However, an alternative view is that we should take a moral approach to animals because we do, in
fact, and by and large, care about them. Hence we have animal rights movements, anti-fox hunting
campaigns and laws, vegetarians, rescue centres for pets, etc. But the people behind these
movements are individuals with a cause and there are any number of reasons for supporting these
sorts of causes which are not moral at all. Furthermore, it is easy enough to take a moral attitude
towards dogs, cats and horses because we regard them as tame. We can care about the conditions
of cows, sheep and lambs because they enhance our countryside and we want to eat healthy
animals. Wild and vicious animals are not easy to care about. We might not want certain species to
die out, but we want them to be contained in manageable places like wild-life parks. Given the nature
of mankind, we will never produce any reason to include animals in general into our moral
calculations such that they can be properly called moral.

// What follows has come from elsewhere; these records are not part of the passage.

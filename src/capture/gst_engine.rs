//! GStreamer-backed pipeline engine: launch, appsink callback wiring, bus drain.
//!
//! Everything here is glue over the external engine. The capture core only
//! sees the [`FrameSink`] trait; this adapter translates the engine's three
//! appsink callbacks into trait calls and its bus messages into logs.

use std::sync::Arc;

use gstreamer as gst;
use gstreamer::prelude::*;
use gstreamer_app as gst_app;
use tracing::{debug, error, info, trace, warn};

use crate::capture::sink::{FlowStatus, FrameSink, SampleBuffer, SampleCaps, SampleView};
use crate::error::CaptureError;
use crate::utils;
use crate::CaptureConfig;

/// GStreamer engine driving a [`FrameSink`] with decoded samples.
pub struct GstEngine {
    pipeline: gst::Pipeline,
    appsink: gst_app::AppSink,
}

impl GstEngine {
    /// Construct the pipeline from `launch` and register `sink` for delivery.
    ///
    /// The launch description must contain a named appsink element; its
    /// absence is a fatal setup error, as is any engine-init or parse
    /// failure. No partially usable engine is returned.
    pub fn new(launch: &str, sink: Arc<dyn FrameSink>) -> Result<Self, CaptureError> {
        gst::init().map_err(|e| CaptureError::EngineInit(e.to_string()))?;

        let (major, minor, micro, nano) = gst::version();
        info!(%major, %minor, %micro, %nano, "initialized stream engine");

        let endpoint = utils::appsink_name(launch)
            .ok_or_else(|| CaptureError::MissingEndpoint("appsink".into()))?;
        info!(launch, endpoint, "launching pipeline");

        let pipeline = gst::parse::launch(launch)
            .map_err(|e| CaptureError::PipelineConstruct(e.to_string()))?
            .downcast::<gst::Pipeline>()
            .map_err(|_| {
                CaptureError::PipelineConstruct("launch did not produce a pipeline".into())
            })?;

        let appsink = pipeline
            .by_name(&endpoint)
            .ok_or_else(|| CaptureError::MissingEndpoint(endpoint.clone()))?
            .downcast::<gst_app::AppSink>()
            .map_err(|_| CaptureError::MissingEndpoint(endpoint.clone()))?;

        // Callback dispatch, not signal emission; drop old buffers rather
        // than stalling the engine when the consumer lags.
        appsink.set_property("emit-signals", false);
        appsink.set_property("max-buffers", 4u32);
        appsink.set_property("drop", true);
        appsink.set_property("sync", false);

        let bus = pipeline.bus();
        let callbacks = gst_app::AppSinkCallbacks::builder()
            .eos({
                let sink = Arc::clone(&sink);
                move |_| sink.on_eos()
            })
            .new_preroll({
                let sink = Arc::clone(&sink);
                move |appsink| {
                    let status = match appsink.pull_preroll() {
                        Ok(sample) => deliver(sink.as_ref(), &sample, true),
                        Err(_) => {
                            warn!("appsink returned no preroll sample");
                            FlowStatus::Ok
                        }
                    };
                    flow_result(status)
                }
            })
            .new_sample({
                let sink = Arc::clone(&sink);
                move |appsink| {
                    let status = match appsink.pull_sample() {
                        Ok(sample) => deliver(sink.as_ref(), &sample, false),
                        Err(_) => {
                            warn!("appsink returned no sample");
                            FlowStatus::Ok
                        }
                    };
                    // Drain diagnostics opportunistically on the delivery path.
                    if let Some(bus) = bus.as_ref() {
                        drain_bus(bus, sink.as_ref());
                    }
                    flow_result(status)
                }
            })
            .build();
        appsink.set_callbacks(callbacks);

        Ok(Self { pipeline, appsink })
    }

    /// Start the stream.
    pub fn open(&self) -> Result<(), CaptureError> {
        self.pipeline
            .set_state(gst::State::Playing)
            .map_err(|e| CaptureError::PipelineState(format!("{e:?}")))?;

        // Wait for the pipeline to settle; live sources come up ASYNC.
        let (result, _, _) = self.pipeline.state(Some(gst::ClockTime::from_seconds(5)));
        match result {
            Ok(gst::StateChangeSuccess::Success) => {
                info!("pipeline playing");
                Ok(())
            }
            Ok(gst::StateChangeSuccess::Async) => {
                info!("pipeline starting asynchronously");
                Ok(())
            }
            Ok(other) => {
                debug!(?other, "pipeline state change");
                Ok(())
            }
            Err(e) => Err(CaptureError::PipelineState(format!("{e:?}"))),
        }
    }

    /// Tear the stream down.
    pub fn close(&self) -> Result<(), CaptureError> {
        info!("stopping pipeline");
        self.pipeline
            .set_state(gst::State::Null)
            .map_err(|e| CaptureError::PipelineState(format!("{e:?}")))?;
        Ok(())
    }

    pub fn appsink(&self) -> &gst_app::AppSink {
        &self.appsink
    }
}

impl Drop for GstEngine {
    fn drop(&mut self) {
        let _ = self.close();
    }
}

/// Build the demo launch description for an RTSP camera source.
pub fn build_launch_string(config: &CaptureConfig) -> String {
    if let Some(custom) = &config.custom_launch {
        return custom.clone();
    }
    format!(
        "rtspsrc location={} latency={} ! \
         decodebin ! \
         videoconvert ! \
         video/x-raw,format=RGB ! \
         appsink name={} sync=false max-buffers=4 drop=true",
        config.location, config.latency_ms, config.endpoint
    )
}

/// Translate one pulled sample into a borrowed [`SampleView`] and hand it to
/// the sink. The buffer mapping lives exactly as long as the delivery.
fn deliver(sink: &dyn FrameSink, sample: &gst::Sample, preroll: bool) -> FlowStatus {
    let caps = sample
        .caps()
        .and_then(|caps| caps.structure(0))
        .map(|s| SampleCaps {
            width: s.get::<i32>("width").ok(),
            height: s.get::<i32>("height").ok(),
        });

    let dispatch = |view: SampleView<'_>| {
        if preroll {
            sink.on_preroll(view)
        } else {
            sink.on_sample(view)
        }
    };

    match sample.buffer() {
        None => dispatch(SampleView { buffer: None, caps }),
        Some(buffer) => match buffer.map_readable() {
            // The mapping stays alive for the duration of the dispatch.
            Ok(map) => dispatch(SampleView {
                buffer: Some(SampleBuffer::Mapped(map.as_slice())),
                caps,
            }),
            Err(_) => dispatch(SampleView {
                buffer: Some(SampleBuffer::Unmappable),
                caps,
            }),
        },
    }
}

fn flow_result(status: FlowStatus) -> Result<gst::FlowSuccess, gst::FlowError> {
    match status {
        FlowStatus::Ok => Ok(gst::FlowSuccess::Ok),
        FlowStatus::Error => Err(gst::FlowError::Error),
    }
}

/// Pop every pending bus message. The core depends on this channel only for
/// the end-of-stream lifecycle signal; the rest is diagnostics.
fn drain_bus(bus: &gst::Bus, sink: &dyn FrameSink) {
    use gst::MessageView;
    while let Some(msg) = bus.pop() {
        match msg.view() {
            MessageView::Error(err) => {
                error!(
                    src = ?err.src().map(|s| s.path_string()),
                    error = %err.error(),
                    debug = ?err.debug(),
                    "bus error"
                );
            }
            MessageView::Eos(..) => {
                info!("bus end-of-stream");
                sink.on_eos();
            }
            MessageView::StateChanged(change) => {
                debug!(
                    src = ?msg.src().map(|s| s.path_string()),
                    old = ?change.old(),
                    new = ?change.current(),
                    "state changed"
                );
            }
            MessageView::Tag(..) => {
                debug!(src = ?msg.src().map(|s| s.path_string()), "tag message");
            }
            MessageView::StreamStatus(..) => {
                debug!(src = ?msg.src().map(|s| s.path_string()), "stream status changed");
            }
            _ => {
                trace!(kind = ?msg.type_(), "bus message");
            }
        }
    }
}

Some people don't care, some do, but even
then we are species-ist about it.

Of course, if we are trying to find a ground for why we "should" be moral towards animals, we need a
principle. The principle cannot be underpinned by Kantian notions of rationality or duty where this
involves reciprocity. Animals are not rational and have no sense of duty. Peter Singer's approach, that
we should treat animals morally because they feel pleasure and pain, seems more promising. The
problem is people just can't get concerned about this. A moral principle will only work if we receive
some benefit from it. If we do our duty to others, we presume they will reciprocate and this is for the
benefit of society. Unfortunately, it seems to be to the benefit of humanity that many species are
destroyed, others are treated badly, and others are used for our own ends.